POINTING: And if you are dove, and have a well-trained human, and you are inside his office and the outer door is shut and you want to go out, what do you do? If you just want to be very simple you fly down to the door, to the side where it opens (because you know which side is which), and look hopeful. Then if the human notices you will find that he will get up and open the door and you will walk out. Very simple. If the human fails to notice you, you fly up to his desk to get his attention then fly back down to the door. Also very simple.

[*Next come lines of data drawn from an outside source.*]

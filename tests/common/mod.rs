#![allow(dead_code)]

use std::{sync::Arc, time::Duration};

use async_trait::async_trait;
use bytes::Bytes;
use leasehold::{
    BrokerGateway, ClientConfig, CreateSubscriptionRequest, EngineConfig, HandlerResult,
    InMemoryBroker, LeaseResult, LockedTask, ManualClock, MsgPackCodec, PayloadCodec,
    Subscription, SubscriptionCreated, SubscriptionId, Task, TaskClient, TaskHandler, TaskId,
    Value,
};
use tokio::sync::Semaphore;

/// Id, с которого брокер нумерует подписки в тестах.
pub const FIRST_SUBSCRIPTION_ID: SubscriptionId = 123;

pub struct TestEnv {
    pub clock: Arc<ManualClock>,
    pub broker: Arc<InMemoryBroker>,
    pub client: TaskClient,
}

/// Клиент без фонового цикла: циклы гоняются вручную через `run_cycle`.
pub fn env() -> TestEnv {
    env_with(ClientConfig {
        engine: EngineConfig::default(),
        start_acquisition: false,
    })
}

pub fn env_with(config: ClientConfig) -> TestEnv {
    let clock = Arc::new(ManualClock::default());
    let broker =
        Arc::new(InMemoryBroker::new(clock.clone()).with_first_subscription_id(FIRST_SUBSCRIPTION_ID));
    let client = TaskClient::with_components(
        broker.clone(),
        Arc::new(MsgPackCodec),
        clock.clone(),
        config,
    )
    .expect("client must be created");
    TestEnv {
        clock,
        broker,
        client,
    }
}

/// Фоновый цикл с коротким интервалом.
pub fn running_env() -> TestEnv {
    env_with(ClientConfig {
        engine: EngineConfig {
            acquisition_interval: Duration::from_millis(20),
            ..EngineConfig::default()
        },
        start_acquisition: true,
    })
}

pub fn encode(value: &Value) -> Bytes {
    MsgPackCodec.encode(value).expect("value must encode")
}

pub fn decode(bytes: &Bytes) -> Value {
    MsgPackCodec.decode(bytes).expect("bytes must decode")
}

/// Кладёт `count` задач типа `task_type` с payload `{"n": i}`.
pub fn submit_many(
    broker: &InMemoryBroker,
    task_type: &str,
    count: usize,
) -> Vec<TaskId> {
    (0..count)
        .map(|i| broker.submit(task_type, encode(&serde_json::json!({ "n": i })), 3))
        .collect()
}

/// Обработчик, который ничего не делает и завершает задачу без payload.
pub struct NoopHandler;

#[async_trait]
impl TaskHandler for NoopHandler {
    async fn handle(
        &self,
        _task: LockedTask,
    ) -> HandlerResult {
        Ok(None)
    }
}

/// Обработчик, который ждёт разрешения на каждую задачу.
#[derive(Clone)]
pub struct GatedHandler {
    pub gate: Arc<Semaphore>,
}

impl GatedHandler {
    pub fn new() -> Self {
        Self {
            gate: Arc::new(Semaphore::new(0)),
        }
    }

    pub fn release(
        &self,
        n: usize,
    ) {
        self.gate.add_permits(n);
    }
}

#[async_trait]
impl TaskHandler for GatedHandler {
    async fn handle(
        &self,
        _task: LockedTask,
    ) -> HandlerResult {
        let permit = self.gate.acquire().await.expect("gate closed");
        permit.forget();
        Ok(None)
    }
}

/// Брокер, у которого ответ `acquire_tasks` задерживается до разрешения.
/// Сам захват (блокировки) происходит сразу.
pub struct GatedBroker {
    pub inner: Arc<InMemoryBroker>,
    pub acquire_gate: Arc<Semaphore>,
}

impl GatedBroker {
    pub fn new(inner: Arc<InMemoryBroker>) -> Self {
        Self {
            inner,
            acquire_gate: Arc::new(Semaphore::new(0)),
        }
    }
}

#[async_trait]
impl BrokerGateway for GatedBroker {
    async fn create_subscription(
        &self,
        request: &CreateSubscriptionRequest,
    ) -> LeaseResult<SubscriptionCreated> {
        self.inner.create_subscription(request).await
    }

    async fn close_subscription(
        &self,
        subscription_id: SubscriptionId,
    ) -> LeaseResult<()> {
        self.inner.close_subscription(subscription_id).await
    }

    async fn acquire_tasks(
        &self,
        subscription_id: SubscriptionId,
        max_count: u32,
    ) -> LeaseResult<Vec<Task>> {
        let tasks = self.inner.acquire_tasks(subscription_id, max_count).await?;
        let permit = self.acquire_gate.acquire().await.expect("gate closed");
        permit.forget();
        Ok(tasks)
    }

    async fn complete_task(
        &self,
        task_id: TaskId,
        payload: Option<Bytes>,
    ) -> LeaseResult<()> {
        self.inner.complete_task(task_id, payload).await
    }

    async fn fail_task(
        &self,
        task_id: TaskId,
        reason: &str,
    ) -> LeaseResult<()> {
        self.inner.fail_task(task_id, reason).await
    }
}

/// `credits_available + leases_outstanding == capacity`.
pub fn assert_credit_invariant(subscription: &Subscription) {
    assert_eq!(
        subscription.credits_available() as usize + subscription.leases_outstanding(),
        subscription.capacity() as usize,
        "credit accounting drifted"
    );
}

/// Ждёт условия, отдавая управление runtime между проверками.
pub async fn wait_until(
    timeout: Duration,
    mut condition: impl FnMut() -> bool,
) -> bool {
    let deadline = tokio::time::Instant::now() + timeout;
    while tokio::time::Instant::now() < deadline {
        if condition() {
            return true;
        }
        tokio::time::sleep(Duration::from_millis(5)).await;
    }
    condition()
}
use std::sync::Arc;

use leasehold_error::LeaseResult;
use tracing::info;

use crate::{
    broker::BrokerGateway,
    clock::{Clock, SystemClock},
    codec::{MsgPackCodec, PayloadCodec},
    config::Settings,
    engine::{AcquisitionEngine, EngineConfig, EngineEvent, MetricsSnapshot},
    subscription::{PollableTaskSubscriptionBuilder, Subscription, TaskSubscriptionBuilder},
    task::SubscriptionId,
};

/// Конфигурация клиента.
#[derive(Debug, Clone, PartialEq, Eq)]
pub struct ClientConfig {
    /// Параметры движка захвата
    pub engine: EngineConfig,
    /// Запускать ли фоновый цикл сразу при создании клиента
    pub start_acquisition: bool,
}

/// Клиент задач.
///
/// Владеет движком захвата и выдаёт builder-ы подписок. Закрытие
/// клиента останавливает фоновый цикл и закрывает все подписки.
#[derive(Debug)]
pub struct TaskClient {
    engine: AcquisitionEngine,
}

impl Default for ClientConfig {
    fn default() -> Self {
        Self {
            engine: EngineConfig::default(),
            start_acquisition: true,
        }
    }
}

impl From<&Settings> for ClientConfig {
    fn from(settings: &Settings) -> Self {
        Self {
            engine: EngineConfig::from(settings),
            start_acquisition: true,
        }
    }
}

impl TaskClient {
    /// Клиент с MessagePack-кодеком и системными часами.
    ///
    /// При `start_acquisition` требует запущенного tokio runtime.
    pub fn new(
        gateway: Arc<dyn BrokerGateway>,
        config: ClientConfig,
    ) -> LeaseResult<Self> {
        Self::with_components(gateway, Arc::new(MsgPackCodec), Arc::new(SystemClock), config)
    }

    /// Клиент с параметрами из окружения (`LEASEHOLD_*`).
    pub fn from_settings(
        gateway: Arc<dyn BrokerGateway>,
        settings: &Settings,
    ) -> LeaseResult<Self> {
        Self::new(gateway, ClientConfig::from(settings))
    }

    pub fn with_components(
        gateway: Arc<dyn BrokerGateway>,
        codec: Arc<dyn PayloadCodec>,
        clock: Arc<dyn Clock>,
        config: ClientConfig,
    ) -> LeaseResult<Self> {
        let engine = AcquisitionEngine::with_components(gateway, codec, clock, config.engine);
        if config.start_acquisition {
            engine.start()?;
        }
        info!(running = engine.is_running(), "Task client created");
        Ok(Self { engine })
    }

    /// Builder push-подписки.
    pub fn new_subscription(&self) -> TaskSubscriptionBuilder {
        TaskSubscriptionBuilder::new(self.engine.clone())
    }

    /// Builder pull-подписки.
    pub fn new_pollable_subscription(&self) -> PollableTaskSubscriptionBuilder {
        PollableTaskSubscriptionBuilder::new(self.engine.clone())
    }

    /// Снимок открытых подписок.
    pub fn subscriptions(&self) -> Vec<Arc<Subscription>> {
        self.engine.registry().all()
    }

    /// Открытая подписка по id; закрытая или чужая даёт
    /// `SubscriptionError::UnknownSubscription`.
    pub fn subscription(
        &self,
        subscription_id: SubscriptionId,
    ) -> LeaseResult<Arc<Subscription>> {
        self.engine.subscription(subscription_id)
    }

    pub fn engine(&self) -> &AcquisitionEngine {
        &self.engine
    }

    pub fn metrics(&self) -> MetricsSnapshot {
        self.engine.metrics()
    }

    pub fn subscribe_events(&self) -> tokio::sync::broadcast::Receiver<EngineEvent> {
        self.engine.subscribe_events()
    }

    /// Останавливает фоновый цикл, дожидается обработчиков и закрывает
    /// все подписки.
    pub async fn close(&self) {
        self.engine.shutdown().await;
        info!("Task client closed");
    }
}
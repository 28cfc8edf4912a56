mod config;
mod coordinator;
mod db;
mod enrich;
mod error;
mod fetch;
mod models;
mod persist;
mod sources;
mod store;
#[cfg(test)]
mod testing;
mod validate;
mod worker;

use std::sync::Arc;
use std::time::Duration;

use clap::Parser;
use sqlx::PgPool;
use tracing_subscriber::EnvFilter;

use crate::config::{Command, Config, ScrapeArgs};
use crate::coordinator::{RunConfig, RunManager};
use crate::enrich::{Enrichment, HttpEnrichment, NoopEnrichment};
use crate::fetch::browser::{BrowserFetcher, BrowserOptions};
use crate::fetch::identity::IdentityPool;
use crate::fetch::{FetchConfig, Fetcher, PageFetcher};
use crate::models::run::ScrapeRun;
use crate::store::PgStore;

#[tokio::main]
async fn main() -> anyhow::Result<()> {
    tracing_subscriber::fmt()
        .with_env_filter(
            EnvFilter::try_from_default_env().unwrap_or_else(|_| EnvFilter::new("jobscout=info")),
        )
        .init();

    let config = Config::parse();

    tracing::info!("Connecting to database...");
    let pool = db::create_pool(&config.database_url).await?;

    if config.run_migrations {
        tracing::info!("Running database migrations...");
        db::run_migrations(&pool).await?;
        tracing::info!("Migrations complete");
    }

    match config.command {
        Command::Run { search, scrape } => {
            let spec = search.into_spec();
            let run = ScrapeRun::enqueue(&pool, &spec).await?;
            tracing::info!("Starting run {}", run.id);
            let manager = build_manager(pool.clone(), &scrape)?;
            let sources = sources::resolve(&spec.sources);
            manager.execute(run.id, &spec, sources).await;
        }
        Command::Enqueue { search } => {
            let run = ScrapeRun::enqueue(&pool, &search.into_spec()).await?;
            tracing::info!("Enqueued run {}", run.id);
        }
        Command::Cancel { run_id } => {
            ScrapeRun::request_cancel(&pool, run_id).await?;
            tracing::info!("Cancellation requested for run {run_id}");
        }
        Command::Recent { limit } => {
            for run in ScrapeRun::recent(&pool, limit).await? {
                println!(
                    "run {:>5}  {:<10} requested {}  saved={} sources_ok={} sources_failed={}{}",
                    run.id,
                    run.status,
                    run.requested_at.format("%Y-%m-%d %H:%M:%S"),
                    run.jobs_saved.unwrap_or(0),
                    run.sources_succeeded.unwrap_or(0),
                    run.sources_failed.unwrap_or(0),
                    run.error
                        .as_deref()
                        .map(|e| format!("  error: {e}"))
                        .unwrap_or_default()
                );
            }
        }
        Command::Worker {
            poll_interval,
            scrape,
        } => {
            let manager = build_manager(pool.clone(), &scrape)?;
            worker::run(pool, manager, poll_interval).await?;
        }
    }

    Ok(())
}

fn build_manager(pool: PgPool, scrape: &ScrapeArgs) -> anyhow::Result<RunManager> {
    let store = Arc::new(PgStore::new(pool));

    let identity = Arc::new(IdentityPool::new(scrape.proxies.clone()));
    let fetch_config = FetchConfig {
        max_attempts: scrape.fetch_attempts,
        ..FetchConfig::default()
    };
    let mut fetcher = Fetcher::new(fetch_config, identity);
    if scrape.enable_browser {
        fetcher = fetcher.with_browser(BrowserFetcher::new(BrowserOptions::default()));
    }
    let fetcher: Arc<dyn PageFetcher> = Arc::new(fetcher);

    let enrichment: Arc<dyn Enrichment> = match &scrape.enrichment_url {
        Some(url) => Arc::new(HttpEnrichment::new(url.clone())?),
        None => Arc::new(NoopEnrichment),
    };

    let run_config = RunConfig {
        max_workers: scrape.max_workers,
        source_timeout: Duration::from_secs(scrape.source_timeout),
        ..RunConfig::default()
    };

    Ok(RunManager::new(
        fetcher,
        store.clone(),
        store,
        enrichment,
        run_config,
    ))
}
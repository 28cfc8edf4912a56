use clap::Parser;

use crate::models::search::{JobTypeFilter, LocationFilter, SearchSpec, TimeWindow};

#[derive(Parser, Debug, Clone)]
#[command(name = "jobscout", about = "Concurrent job-posting scrape engine")]
pub struct Config {
    /// Database connection URL
    #[arg(long, env = "DATABASE_URL")]
    pub database_url: String,

    /// Run database migrations on startup
    #[arg(long, env = "RUN_MIGRATIONS", default_value = "true")]
    pub run_migrations: bool,

    #[command(subcommand)]
    pub command: Command,
}

#[derive(clap::Subcommand, Debug, Clone)]
pub enum Command {
    /// Execute one search immediately and report the outcome
    Run {
        #[command(flatten)]
        search: SearchArgs,

        #[command(flatten)]
        scrape: ScrapeArgs,
    },
    /// Insert a pending run for a worker to pick up
    Enqueue {
        #[command(flatten)]
        search: SearchArgs,
    },
    /// Request cancellation of a pending or running run
    Cancel {
        /// Run id to cancel
        #[arg(long)]
        run_id: i32,
    },
    /// Show recent runs and their statistics
    Recent {
        /// Maximum number of runs to show
        #[arg(long, default_value = "20")]
        limit: i64,
    },
    /// Poll the run queue and execute claimed runs until interrupted
    Worker {
        /// Poll interval in seconds
        #[arg(long, env = "POLL_INTERVAL", default_value = "10")]
        poll_interval: u64,

        #[command(flatten)]
        scrape: ScrapeArgs,
    },
}

#[derive(clap::Args, Debug, Clone)]
pub struct SearchArgs {
    /// Keyword to match against posting titles; repeatable
    #[arg(long = "keyword", required = true)]
    pub keywords: Vec<String>,

    /// Job type filter
    #[arg(long, value_enum, default_value = "all")]
    pub job_type: JobTypeFilter,

    /// Posting age window
    #[arg(long, value_enum, default_value = "all")]
    pub time_window: TimeWindow,

    /// Market filter
    #[arg(long, value_enum, default_value = "all")]
    pub location: LocationFilter,

    /// Source id to scrape; repeatable, empty means all sources
    #[arg(long = "source")]
    pub sources: Vec<String>,
}

impl SearchArgs {
    pub fn into_spec(self) -> SearchSpec {
        SearchSpec {
            keywords: self.keywords,
            job_type: self.job_type,
            time_window: self.time_window,
            location: self.location,
            sources: self.sources,
        }
    }
}

#[derive(clap::Args, Debug, Clone)]
pub struct ScrapeArgs {
    /// Worker-pool cap for concurrent source tasks
    #[arg(long, env = "MAX_WORKERS", default_value = "6")]
    pub max_workers: usize,

    /// Hard timeout per source task, in seconds
    #[arg(long, env = "SOURCE_TIMEOUT", default_value = "120")]
    pub source_timeout: u64,

    /// Plain-HTTP attempts per fetch before giving up or escalating
    #[arg(long, env = "FETCH_ATTEMPTS", default_value = "3")]
    pub fetch_attempts: u32,

    /// Proxy URLs to rotate through; repeatable or comma-separated
    #[arg(long = "proxy", env = "PROXIES", value_delimiter = ',')]
    pub proxies: Vec<String>,

    /// Enable the headless-browser fallback for JS-rendered sources
    #[arg(long, env = "ENABLE_BROWSER", default_value = "false")]
    pub enable_browser: bool,

    /// Base URL of the company-size/contact lookup service
    #[arg(long, env = "ENRICHMENT_URL")]
    pub enrichment_url: Option<String>,
}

But if you want to be really clever instead of very simple, and you want to get him trained to pitch of perfection, you perch somewhere and start looking about for the exit. That will give him the message that you want to go out. Then you will concentrate really hard and you will manage somehow to get across to him the idea that if he points down to the door you will look at him, and at his pointing finger, and after a while you will follow his finger and fly down to the door. Then he will open it and you will walk out. The human will of course be amazed that a dove can work out what a pointing finger means then follow it. You, of course, will fly off thinking, 'I bet that human is amazed that a dove can follow a pointing finger', when the truth is that the really amazing thing was that the human got your message that pointing would work.

'What took him so long,' you wonder as you fly off to your roost high in the trees. But you know the answer. Humans are not very smart. Why else would they like doves just because they are so very beautiful and like come and perch on them and be fed?